Alcohol-related Hospital Admissions across the Territory are down compared with the previous financial year
For the month of July 2019 we saw a 38% reduction in protective custody episodes across the Northern Territory. These reductions are higher when we look Alice Springs and Tennant Creek region which saw a 55.8% reduction and Katherine region which saw a 56.6% reduction compared with July 2018.
"In the 2018/19 financial year there were 4451 less alcohol-related incidents in Alice Springs compared with the previous financial year, a 39.4% reduction. This trend continued in Tennant Creek and Katherine with 725 less alcohol-related incidents in Tennant Creek, a reduction of 18.5% and 768 less alcohol-related incidents in Katherine, a reduction of 14.4% compared with the previous financial year.
"Next Friday, Police Auxiliary Liquor Inspector Squad 60 will graduate from their recruit training phase. These officers fulfil the commitment of 75 PALI's which will complement existing officers already deployed.
"The unfortunate recent commentary about PALI's in Alice Springs is disappointing.

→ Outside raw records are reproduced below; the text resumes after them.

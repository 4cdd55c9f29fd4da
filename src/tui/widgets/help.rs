//! Help popup widget - displays keyboard shortcuts

use ratatui::{
    buffer::Buffer,
    layout::{Alignment, Constraint, Layout, Rect},
    style::{Modifier, Style},
    text::{Line, Span},
    widgets::{Block, Borders, Clear, Paragraph, Widget},
};

use crate::tui::theme::Theme;

/// Version from Cargo.toml
const VERSION: &str = env!("CARGO_PKG_VERSION");

/// Width and height of the help popup
const POPUP_WIDTH: u16 = 42;
const POPUP_HEIGHT: u16 = 20;

/// Help popup widget showing keyboard shortcuts
pub struct HelpPopup {
    theme: Theme,
}

impl HelpPopup {
    pub fn new(theme: Theme) -> Self {
        Self { theme }
    }

    /// Calculate centered popup area
    pub fn centered_area(area: Rect) -> Rect {
        let x = area.x + (area.width.saturating_sub(POPUP_WIDTH)) / 2;
        let y = area.y + (area.height.saturating_sub(POPUP_HEIGHT)) / 2;
        Rect {
            x,
            y,
            width: POPUP_WIDTH.min(area.width),
            height: POPUP_HEIGHT.min(area.height),
        }
    }
}

impl Widget for HelpPopup {
    fn render(self, area: Rect, buf: &mut Buffer) {
        // Clear the area first (for overlay effect)
        Clear.render(area, buf);

        // Create block with border
        let title = format!(" salontrack v{} ", VERSION);
        let block = Block::default()
            .title(title)
            .title_alignment(Alignment::Center)
            .borders(Borders::ALL)
            .border_style(Style::default().fg(self.theme.accent()));

        let inner = block.inner(area);
        block.render(area, buf);

        // Layout for content
        let chunks = Layout::vertical([
            Constraint::Length(1), // [0] Padding
            Constraint::Length(1), // [1] Navigation header
            Constraint::Length(1), // [2] Separator
            Constraint::Length(1), // [3] Tab/Shift+Tab
            Constraint::Length(1), // [4] 1-3
            Constraint::Length(1), // [5] Up/Down
            Constraint::Length(1), // [6] Padding
            Constraint::Length(1), // [7] Insights header
            Constraint::Length(1), // [8] Separator
            Constraint::Length(1), // [9] t
            Constraint::Length(1), // [10] c / C
            Constraint::Length(1), // [11] Padding
            Constraint::Length(1), // [12] General header
            Constraint::Length(1), // [13] Separator
            Constraint::Length(1), // [14] r
            Constraint::Length(1), // [15] q/Esc
            Constraint::Length(1), // [16] Close hint
            Constraint::Min(0),    // Remaining
        ])
        .split(inner);

        let sep = "─".repeat(inner.width as usize);

        render_section(chunks[1], chunks[2], buf, "Navigation", &sep, self.theme);
        render_keybinding(chunks[3], buf, "Tab / Shift+Tab", "Switch view", self.theme);
        render_keybinding(chunks[4], buf, "1-3", "Jump to view", self.theme);
        render_keybinding(chunks[5], buf, "Up/Down or j/k", "Scroll lists", self.theme);

        render_section(chunks[7], chunks[8], buf, "Insights", &sep, self.theme);
        render_keybinding(chunks[9], buf, "t", "Monthly / Yearly", self.theme);
        render_keybinding(chunks[10], buf, "c / C", "Next / prev category", self.theme);

        render_section(chunks[12], chunks[13], buf, "General", &sep, self.theme);
        render_keybinding(chunks[14], buf, "r", "Reload data file", self.theme);
        render_keybinding(chunks[15], buf, "q / Esc", "Quit", self.theme);

        // Close hint
        let hint = Line::from(vec![Span::styled(
            "Press ? to close",
            Style::default().fg(self.theme.muted()),
        )]);
        Paragraph::new(hint)
            .alignment(Alignment::Center)
            .render(chunks[16], buf);
    }
}

/// Render a section header with a rule underneath
fn render_section(
    header: Rect,
    rule: Rect,
    buf: &mut Buffer,
    title: &str,
    sep: &str,
    theme: Theme,
) {
    let line = Line::from(vec![Span::styled(
        title.to_string(),
        Style::default()
            .fg(theme.heading())
            .add_modifier(Modifier::BOLD),
    )]);
    Paragraph::new(line)
        .alignment(Alignment::Left)
        .render(header, buf);
    buf.set_string(rule.x, rule.y, sep, Style::default().fg(theme.muted()));
}

/// Render a single keybinding line
fn render_keybinding(area: Rect, buf: &mut Buffer, key: &str, desc: &str, theme: Theme) {
    let line = Line::from(vec![
        Span::styled(
            format!("  {:<18}", key),
            Style::default().fg(theme.accent()),
        ),
        Span::styled(desc, Style::default().fg(theme.text())),
    ]);
    Paragraph::new(line)
        .alignment(Alignment::Left)
        .render(area, buf);
}
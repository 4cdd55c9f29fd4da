//! `salontrack staff|services|appointments` subcommands

use clap::{Args, Subcommand};
use serde_json::Value;

use crate::format::format_currency;
use crate::services::{assign_staff, RecordStore, StaffDirectory};
use crate::types::{
    coerce_price, split_specialties, AppointmentDraft, Collection, SalonError, ServiceDraft,
    StaffDraft, StaffStatus,
};

fn parse_price(raw: &str) -> Result<f64, String> {
    coerce_price(&Value::from(raw))
}

fn print_json<T: serde::Serialize>(value: &T) -> anyhow::Result<()> {
    println!("{}", serde_json::to_string_pretty(value)?);
    Ok(())
}

fn report_rejected(collection: Collection, rejected: usize) {
    if rejected > 0 {
        eprintln!(
            "note: {} {} record(s) could not be read and were skipped",
            rejected,
            collection.key()
        );
    }
}

// ========== staff ==========

#[derive(Subcommand, Debug)]
pub enum StaffCommand {
    /// List active and inactive staff
    List {
        /// Output as JSON
        #[arg(long)]
        json: bool,
    },
    /// Add a staff member
    Add(StaffAddArgs),
}

#[derive(Args, Debug)]
pub struct StaffAddArgs {
    #[arg(long)]
    pub name: String,

    #[arg(long)]
    pub email: String,

    #[arg(long)]
    pub phone: String,

    /// Comma-separated, e.g. "Color, Balayage"
    #[arg(long, default_value = "")]
    pub specialties: String,

    #[arg(long, value_enum, default_value_t = StaffStatus::Active)]
    pub status: StaffStatus,
}

impl StaffCommand {
    pub fn run(self, store: &RecordStore) -> anyhow::Result<()> {
        match self {
            Self::List { json } => {
                let listing = store.staff();
                report_rejected(Collection::Staff, listing.rejected);
                if json {
                    return print_json(&listing.records);
                }

                let directory = StaffDirectory::partition(&listing.records);
                for (label, members) in [("Active", &directory.active), ("Inactive", &directory.inactive)] {
                    println!("{} ({})", label, members.len());
                    for member in members {
                        println!(
                            "  #{:<4} {:<24} {:<32} {}",
                            member.id,
                            member.name,
                            member.specialties.join(", "),
                            member.email
                        );
                    }
                }
                Ok(())
            }
            Self::Add(args) => {
                let draft = StaffDraft {
                    name: args.name,
                    email: args.email,
                    phone: args.phone,
                    specialties: split_specialties(&args.specialties),
                    status: args.status,
                };
                let record = store.create(Collection::Staff, draft.into_value())?;
                print_json(&record)
            }
        }
    }
}

// ========== services ==========

#[derive(Subcommand, Debug)]
pub enum ServicesCommand {
    /// List the service catalog
    List {
        /// Output as JSON
        #[arg(long)]
        json: bool,
    },
    /// Add a service
    Add {
        #[arg(long)]
        name: String,

        #[command(flatten)]
        fields: ServiceFields,
    },
    /// Edit a service; only the given fields change
    Edit {
        id: u64,

        #[arg(long)]
        name: Option<String>,

        #[command(flatten)]
        fields: ServiceFields,
    },
    /// Delete a service
    Delete { id: u64 },
}

#[derive(Args, Debug, Default)]
pub struct ServiceFields {
    #[arg(long)]
    pub category: Option<String>,

    #[arg(long, value_parser = parse_price)]
    pub price: Option<f64>,

    /// Free text, e.g. "45 min"
    #[arg(long)]
    pub duration: Option<String>,

    #[arg(long)]
    pub description: Option<String>,

    /// Assigned staff member id; 0 or unknown means unassigned
    #[arg(long)]
    pub staff_id: Option<u64>,
}

impl ServiceFields {
    pub fn into_draft(self, name: Option<String>, store: &RecordStore) -> ServiceDraft {
        let staff = self.staff_id.map(|id| {
            let listing = store.staff();
            let assignment = assign_staff(id, &listing.records);
            if id != 0 && assignment.staff_member_id.is_none() {
                tracing::warn!(staff_id = id, "unknown staff member, service left unassigned");
            }
            assignment
        });

        ServiceDraft {
            name,
            description: self.description,
            duration: self.duration,
            price: self.price,
            category: self.category,
            staff,
        }
    }
}

impl ServicesCommand {
    pub fn run(self, store: &RecordStore) -> anyhow::Result<()> {
        match self {
            Self::List { json } => {
                let listing = store.services();
                report_rejected(Collection::Services, listing.rejected);
                if json {
                    return print_json(&listing.records);
                }
                for service in &listing.records {
                    println!(
                        "  #{:<4} {:<28} {:<16} {:>10}  {}",
                        service.id,
                        service.name,
                        service.category_label(),
                        service
                            .price
                            .map(format_currency)
                            .unwrap_or_else(|| "-".to_string()),
                        service.staff_label()
                    );
                }
                Ok(())
            }
            Self::Add { name, fields } => {
                let draft = fields.into_draft(Some(name), store);
                let record = store.create(Collection::Services, draft.into_patch())?;
                print_json(&record)
            }
            Self::Edit { id, name, fields } => {
                let draft = fields.into_draft(name, store);
                if draft.is_empty() {
                    return Err(SalonError::InvalidRecord(
                        "nothing to change; pass at least one field".into(),
                    )
                    .into());
                }
                let record = store.update(Collection::Services, id, draft.into_patch())?;
                print_json(&record)
            }
            Self::Delete { id } => {
                store.delete(Collection::Services, id)?;
                println!("Deleted service {}", id);
                Ok(())
            }
        }
    }
}

// ========== appointments ==========

#[derive(Subcommand, Debug)]
pub enum AppointmentsCommand {
    /// List appointments
    List {
        /// Output as JSON
        #[arg(long)]
        json: bool,
    },
    /// Record an appointment
    Add(AppointmentAddArgs),
}

#[derive(Args, Debug)]
pub struct AppointmentAddArgs {
    /// Service name, matched to the catalog case-insensitively
    #[arg(long)]
    pub service: String,

    /// YYYY-MM-DD
    #[arg(long)]
    pub date: chrono::NaiveDate,

    #[arg(long, value_parser = parse_price)]
    pub price: f64,

    #[arg(long)]
    pub client: Option<String>,

    #[arg(long)]
    pub time: Option<String>,

    #[arg(long)]
    pub stylist: Option<String>,

    #[arg(long)]
    pub status: Option<String>,
}

impl AppointmentsCommand {
    pub fn run(self, store: &RecordStore) -> anyhow::Result<()> {
        match self {
            Self::List { json } => {
                let listing = store.appointments();
                report_rejected(Collection::Appointments, listing.rejected);
                if json {
                    return print_json(&listing.records);
                }
                for apt in &listing.records {
                    println!(
                        "  #{:<4} {}  {:<28} {:>10}  {}",
                        apt.id,
                        apt.date,
                        apt.service,
                        format_currency(apt.price),
                        apt.client_name.as_deref().unwrap_or("")
                    );
                }
                Ok(())
            }
            Self::Add(args) => {
                let draft = AppointmentDraft {
                    service: args.service,
                    date: args.date.format("%Y-%m-%d").to_string(),
                    price: args.price,
                    client_name: args.client,
                    time: args.time,
                    stylist: args.stylist,
                    status: args.status,
                };
                let record = store.create(Collection::Appointments, draft.into_value())?;
                print_json(&record)
            }
        }
    }
}
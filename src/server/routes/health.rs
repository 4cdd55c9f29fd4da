//! Health check endpoint for the API.

use std::sync::Arc;

use axum::{extract::State, routing::get, Json, Router};
use serde::Serialize;

use crate::server::state::AppState;

#[derive(Debug, Serialize)]
#[cfg_attr(test, derive(serde::Deserialize))]
pub struct HealthResponse {
    pub status: String,
    pub version: String,
    pub uptime_secs: u64,
}

/// GET /api/health
pub async fn health_check(State(state): State<Arc<AppState>>) -> Json<HealthResponse> {
    Json(HealthResponse {
        status: "ok".to_string(),
        version: env!("CARGO_PKG_VERSION").to_string(),
        uptime_secs: state.uptime_secs(),
    })
}

pub fn router() -> Router<Arc<AppState>> {
    Router::new().route("/health", get(health_check))
}
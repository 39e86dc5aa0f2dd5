use std::fmt::{Display, Formatter};

use crate::firestore::error::{invalid_argument, FirestoreResult};
use crate::firestore::model::ResourcePath;

/// Identifies a document: a collection path plus a document id.
///
/// Keys order by their path segments, which is the tie-breaker used by every query comparator.
#[derive(Clone, Debug, PartialEq, Eq, Hash, PartialOrd, Ord)]
pub struct DocumentKey {
    path: ResourcePath,
}

impl DocumentKey {
    pub fn from_path(path: ResourcePath) -> FirestoreResult<Self> {
        if !Self::is_document_key(&path) {
            return Err(invalid_argument(format!(
                "Invalid document path ({path}). Document keys must have an even number of segments"
            )));
        }
        Ok(Self { path })
    }

    pub fn from_string(path: &str) -> FirestoreResult<Self> {
        Self::from_path(ResourcePath::from_string(path)?)
    }

    pub fn is_document_key(path: &ResourcePath) -> bool {
        !path.is_empty() && path.len() % 2 == 0
    }

    pub fn collection_path(&self) -> ResourcePath {
        self.path.without_last()
    }

    pub fn path(&self) -> &ResourcePath {
        &self.path
    }

    pub fn id(&self) -> &str {
        self.path.last_segment().unwrap_or_default()
    }
}

impl Display for DocumentKey {
    fn fmt(&self, f: &mut Formatter<'_>) -> std::fmt::Result {
        Display::fmt(&self.path, f)
    }
}
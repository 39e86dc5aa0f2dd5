use std::collections::BTreeMap;

use crate::firestore::collection::DocumentKeySet;
use crate::firestore::core::Query;
use crate::firestore::model::{Document, DocumentKey, DocumentSet};
use crate::util::hard_assert;

/// Kinds of per-document changes inside a view. Variants are listed in the order a view emits them.
#[derive(Clone, Copy, Debug, PartialEq, Eq, Hash, PartialOrd, Ord)]
pub enum DocumentViewChangeType {
    Removed,
    Added,
    Modified,
    /// Same data, but the pending-write state changed.
    Metadata,
}

impl DocumentViewChangeType {
    /// Sort rank used when emitting changes: removals first, then additions, then the rest.
    pub(crate) fn emit_order(&self) -> u8 {
        match self {
            DocumentViewChangeType::Removed => 0,
            DocumentViewChangeType::Added => 1,
            DocumentViewChangeType::Modified | DocumentViewChangeType::Metadata => 2,
        }
    }
}

#[derive(Clone, Debug, PartialEq)]
pub struct DocumentViewChange {
    change_type: DocumentViewChangeType,
    document: Document,
}

impl DocumentViewChange {
    pub fn new(change_type: DocumentViewChangeType, document: Document) -> Self {
        Self {
            change_type,
            document,
        }
    }

    pub fn change_type(&self) -> DocumentViewChangeType {
        self.change_type
    }

    pub fn document(&self) -> &Document {
        &self.document
    }
}

/// Accumulates at most one change per key, folding repeated changes together.
#[derive(Clone, Debug, Default)]
pub struct DocumentViewChangeSet {
    changes: BTreeMap<DocumentKey, DocumentViewChange>,
}

impl DocumentViewChangeSet {
    pub fn new() -> Self {
        Self::default()
    }

    pub fn add_change(&mut self, change: DocumentViewChange) {
        use DocumentViewChangeType::{Added, Metadata, Modified, Removed};

        let key = change.document().key().clone();
        let Some(old) = self.changes.get(&key) else {
            self.changes.insert(key, change);
            return;
        };

        let merged = match (old.change_type(), change.change_type()) {
            (Metadata, new_type) if new_type != Added => Some(change),
            (old_type, Metadata) if old_type != Removed => {
                Some(DocumentViewChange::new(old_type, change.document))
            }
            (Modified, Modified) => Some(DocumentViewChange::new(Modified, change.document)),
            (Added, Modified) => Some(DocumentViewChange::new(Added, change.document)),
            (Added, Removed) => None,
            (Modified, Removed) => Some(DocumentViewChange::new(Removed, old.document.clone())),
            (Removed, Added) => Some(DocumentViewChange::new(Modified, change.document)),
            (old_type, new_type) => {
                hard_assert(
                    false,
                    format!("Unsupported combination of changes {new_type:?} after {old_type:?}"),
                );
                return;
            }
        };

        match merged {
            Some(merged) => {
                self.changes.insert(key, merged);
            }
            None => {
                self.changes.remove(&key);
            }
        }
    }

    pub fn is_empty(&self) -> bool {
        self.changes.is_empty()
    }

    /// The folded changes in key order.
    pub fn changes(&self) -> Vec<DocumentViewChange> {
        self.changes.values().cloned().collect()
    }
}

/// Whether a view has caught up with the backend.
#[derive(Clone, Copy, Debug, Default, PartialEq, Eq, Hash)]
pub enum SyncState {
    #[default]
    None,
    Local,
    Synced,
}

/// An immutable picture of a query's results plus what changed since the previous picture.
#[derive(Clone, Debug, PartialEq)]
pub struct ViewSnapshot {
    query: Query,
    documents: DocumentSet,
    old_documents: DocumentSet,
    changes: Vec<DocumentViewChange>,
    from_cache: bool,
    mutated_keys: DocumentKeySet,
    did_sync_state_change: bool,
    excludes_metadata_changes: bool,
}

impl ViewSnapshot {
    #[allow(clippy::too_many_arguments)]
    pub fn new(
        query: Query,
        documents: DocumentSet,
        old_documents: DocumentSet,
        changes: Vec<DocumentViewChange>,
        from_cache: bool,
        mutated_keys: DocumentKeySet,
        did_sync_state_change: bool,
        excludes_metadata_changes: bool,
    ) -> Self {
        Self {
            query,
            documents,
            old_documents,
            changes,
            from_cache,
            mutated_keys,
            did_sync_state_change,
            excludes_metadata_changes,
        }
    }

    /// A first snapshot in which every current document shows up as added.
    pub fn from_initial_documents(
        query: Query,
        documents: DocumentSet,
        mutated_keys: DocumentKeySet,
        from_cache: bool,
        excludes_metadata_changes: bool,
    ) -> Self {
        let changes = documents
            .iter()
            .map(|document| DocumentViewChange::new(DocumentViewChangeType::Added, document.clone()))
            .collect();
        let old_documents = DocumentSet::new(query.comparator());
        Self::new(
            query,
            documents,
            old_documents,
            changes,
            from_cache,
            mutated_keys,
            true,
            excludes_metadata_changes,
        )
    }

    pub fn query(&self) -> &Query {
        &self.query
    }

    pub fn documents(&self) -> &DocumentSet {
        &self.documents
    }

    pub fn old_documents(&self) -> &DocumentSet {
        &self.old_documents
    }

    pub fn changes(&self) -> &[DocumentViewChange] {
        &self.changes
    }

    pub fn is_from_cache(&self) -> bool {
        self.from_cache
    }

    pub fn mutated_keys(&self) -> &DocumentKeySet {
        &self.mutated_keys
    }

    pub fn has_pending_writes(&self) -> bool {
        !self.mutated_keys.is_empty()
    }

    pub fn did_sync_state_change(&self) -> bool {
        self.did_sync_state_change
    }

    pub fn excludes_metadata_changes(&self) -> bool {
        self.excludes_metadata_changes
    }

    pub fn metadata(&self) -> SnapshotMetadata {
        SnapshotMetadata::new(self.from_cache, self.has_pending_writes())
    }

    /// The same snapshot with a different change list and metadata-exclusion flag.
    pub(crate) fn with_changes(
        &self,
        changes: Vec<DocumentViewChange>,
        excludes_metadata_changes: bool,
    ) -> Self {
        Self {
            changes,
            excludes_metadata_changes,
            ..self.clone()
        }
    }
}

/// Metadata about the state of a snapshot.
#[derive(Clone, Copy, Debug, Default, PartialEq, Eq)]
pub struct SnapshotMetadata {
    from_cache: bool,
    has_pending_writes: bool,
}

impl SnapshotMetadata {
    pub fn new(from_cache: bool, has_pending_writes: bool) -> Self {
        Self {
            from_cache,
            has_pending_writes,
        }
    }

    /// Indicates whether the snapshot was served from a local cache.
    pub fn from_cache(&self) -> bool {
        self.from_cache
    }

    /// Indicates whether the snapshot contains uncommitted local mutations.
    pub fn has_pending_writes(&self) -> bool {
        self.has_pending_writes
    }
}
use std::collections::BTreeMap;

use crate::firestore::value::FirestoreValue;

/// String-keyed fields. Keys are kept sorted, so insertion order never affects equality,
/// ordering or canonical ids.
#[derive(Clone, Debug, Default, PartialEq)]
pub struct MapValue {
    fields: BTreeMap<String, FirestoreValue>,
}

impl MapValue {
    pub fn new(fields: BTreeMap<String, FirestoreValue>) -> Self {
        Self { fields }
    }

    pub fn fields(&self) -> &BTreeMap<String, FirestoreValue> {
        &self.fields
    }

    pub fn get(&self, key: &str) -> Option<&FirestoreValue> {
        self.fields.get(key)
    }

    /// Walks nested maps along `segments`. Returns `None` when any step is missing or not a map.
    pub fn get_path<S: AsRef<str>>(&self, segments: &[S]) -> Option<&FirestoreValue> {
        let (first, rest) = segments.split_first()?;
        let value = self.fields.get(first.as_ref())?;
        if rest.is_empty() {
            return Some(value);
        }
        value.as_map()?.get_path(rest)
    }

    pub fn len(&self) -> usize {
        self.fields.len()
    }

    pub fn is_empty(&self) -> bool {
        self.fields.is_empty()
    }
}

impl<K: Into<String>> FromIterator<(K, FirestoreValue)> for MapValue {
    fn from_iter<T: IntoIterator<Item = (K, FirestoreValue)>>(iter: T) -> Self {
        Self::new(iter.into_iter().map(|(k, v)| (k.into(), v)).collect())
    }
}
use std::error::Error;
use std::fmt::{Display, Formatter};

use crate::firestore::model::Document;
use crate::firestore::value::{FirestoreValue, ValueKind};

/// Why an expression could not produce a value. Carried for diagnostics only.
#[derive(Clone, Debug, PartialEq, Eq)]
pub struct EvaluationError {
    message: String,
}

impl EvaluationError {
    pub fn new(message: impl Into<String>) -> Self {
        Self {
            message: message.into(),
        }
    }

    pub fn message(&self) -> &str {
        &self.message
    }
}

impl Display for EvaluationError {
    fn fmt(&self, f: &mut Formatter<'_>) -> std::fmt::Result {
        f.write_str(&self.message)
    }
}

impl Error for EvaluationError {}

/// The outcome of evaluating an expression.
///
/// `Null` is an explicit null (a stored null or a null propagated by a function) while `Unset`
/// means the referenced field does not exist. A `Value` wrapping a null value is read as `Null`.
#[derive(Clone, Debug, PartialEq)]
pub enum EvaluateResult {
    Value(FirestoreValue),
    Null,
    Unset,
    Error(EvaluationError),
}

impl EvaluateResult {
    /// Wraps `value`, mapping a null value to [`EvaluateResult::Null`].
    pub fn from_value(value: FirestoreValue) -> Self {
        if value.is_null() {
            EvaluateResult::Null
        } else {
            EvaluateResult::Value(value)
        }
    }

    pub fn error(message: impl Into<String>) -> Self {
        EvaluateResult::Error(EvaluationError::new(message))
    }

    pub fn boolean(value: bool) -> Self {
        EvaluateResult::Value(FirestoreValue::from_bool(value))
    }

    /// Maps `Value(null)` to [`EvaluateResult::Null`] and leaves anything else as is.
    pub fn normalized(self) -> Self {
        match self {
            EvaluateResult::Value(value) => EvaluateResult::from_value(value),
            other => other,
        }
    }

    /// `Some` for a non-null value.
    pub fn value(&self) -> Option<&FirestoreValue> {
        match self {
            EvaluateResult::Value(value) if !value.is_null() => Some(value),
            _ => None,
        }
    }

    pub fn is_error(&self) -> bool {
        matches!(self, EvaluateResult::Error(_))
    }

    pub fn is_null(&self) -> bool {
        match self {
            EvaluateResult::Null => true,
            EvaluateResult::Value(value) => value.is_null(),
            _ => false,
        }
    }

    pub fn is_unset(&self) -> bool {
        matches!(self, EvaluateResult::Unset)
    }

    /// `Some` only for a boolean value.
    pub fn as_bool(&self) -> Option<bool> {
        self.value().and_then(FirestoreValue::as_bool)
    }
}

impl From<FirestoreValue> for EvaluateResult {
    fn from(value: FirestoreValue) -> Self {
        EvaluateResult::from_value(value)
    }
}

/// What field references resolve against. Without a document every field is unset.
#[derive(Clone, Copy, Debug, Default)]
pub struct EvaluationContext<'a> {
    document: Option<&'a Document>,
}

impl<'a> EvaluationContext<'a> {
    pub fn new() -> Self {
        Self::default()
    }

    pub fn for_document(document: &'a Document) -> Self {
        Self {
            document: Some(document),
        }
    }

    pub fn document(&self) -> Option<&'a Document> {
        self.document
    }
}

pub(crate) fn check_arity(
    name: &str,
    args: &[EvaluateResult],
    expected: usize,
) -> Result<(), EvaluateResult> {
    if args.len() == expected {
        Ok(())
    } else {
        Err(EvaluateResult::error(format!(
            "{name}() expects {expected} argument(s) but got {}",
            args.len()
        )))
    }
}

pub(crate) fn check_min_arity(
    name: &str,
    args: &[EvaluateResult],
    minimum: usize,
) -> Result<(), EvaluateResult> {
    if args.len() >= minimum {
        Ok(())
    } else {
        Err(EvaluateResult::error(format!(
            "{name}() expects at least {minimum} argument(s) but got {}",
            args.len()
        )))
    }
}

/// First error among `args`, if any.
pub(crate) fn first_error(args: &[EvaluateResult]) -> Option<EvaluateResult> {
    args.iter().find(|arg| arg.is_error()).cloned()
}

/// Resolves the operands shared by most functions.
///
/// An error operand makes the result an error. Otherwise any null operand makes the result null,
/// including a null paired with an unset field. Only when no operand is null does an unset
/// operand turn into an error.
pub(crate) fn operands<'r>(
    name: &str,
    args: &'r [EvaluateResult],
) -> Result<Vec<&'r FirestoreValue>, EvaluateResult> {
    if let Some(error) = first_error(args) {
        return Err(error);
    }
    if args.iter().any(EvaluateResult::is_null) {
        return Err(EvaluateResult::Null);
    }
    args.iter()
        .map(|arg| match arg {
            EvaluateResult::Value(value) => Ok(value),
            _ => Err(EvaluateResult::error(format!(
                "{name}() received an absent field"
            ))),
        })
        .collect()
}

/// [`check_arity`] followed by [`operands`].
pub(crate) fn fixed_operands<'r>(
    name: &str,
    args: &'r [EvaluateResult],
    expected: usize,
) -> Result<Vec<&'r FirestoreValue>, EvaluateResult> {
    check_arity(name, args, expected)?;
    operands(name, args)
}

pub(crate) fn type_error(name: &str, expected: &str, got: &FirestoreValue) -> EvaluateResult {
    EvaluateResult::error(format!(
        "{name}() expects {expected} but got {}",
        type_name(got)
    ))
}

pub(crate) fn type_name(value: &FirestoreValue) -> &'static str {
    match value.kind() {
        ValueKind::Null => "null",
        ValueKind::Boolean(_) => "boolean",
        ValueKind::Integer(_) => "integer",
        ValueKind::Double(_) => "double",
        ValueKind::Timestamp(_) => "timestamp",
        ValueKind::String(_) => "string",
        ValueKind::Bytes(_) => "bytes",
        ValueKind::Reference(_) => "reference",
        ValueKind::GeoPoint(_) => "geo point",
        ValueKind::Array(_) => "array",
        ValueKind::Map(_) => "map",
    }
}

/// Unwraps a `Result` whose error arm already holds the function's result.
macro_rules! try_eval {
    ($expr:expr) => {
        match $expr {
            Ok(value) => value,
            Err(result) => return result,
        }
    };
}

pub(crate) use try_eval;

It does not reflect the tireless efforts of the men and women of the Northern Territory Police Force to address the harm that alcohol causes within our community.
"Our dedicated officers turn out each and every day to serve and protect the Northern Territory community and we will remain relentless in our efforts to build and maintain a safer Territory."
Police Minister Nicole Manison said she also condemned Ms Lambley's attacks on police liquor inspectors.
"The Member for Araluen has continually attacked PALIs since they were introduced by our Government to fight alcohol-fuelled crime and violence," she said.
"They should be praised, not attacked, because their efforts are working - alcohol-fuelled crime and violence in the Territory is at a 10-year low."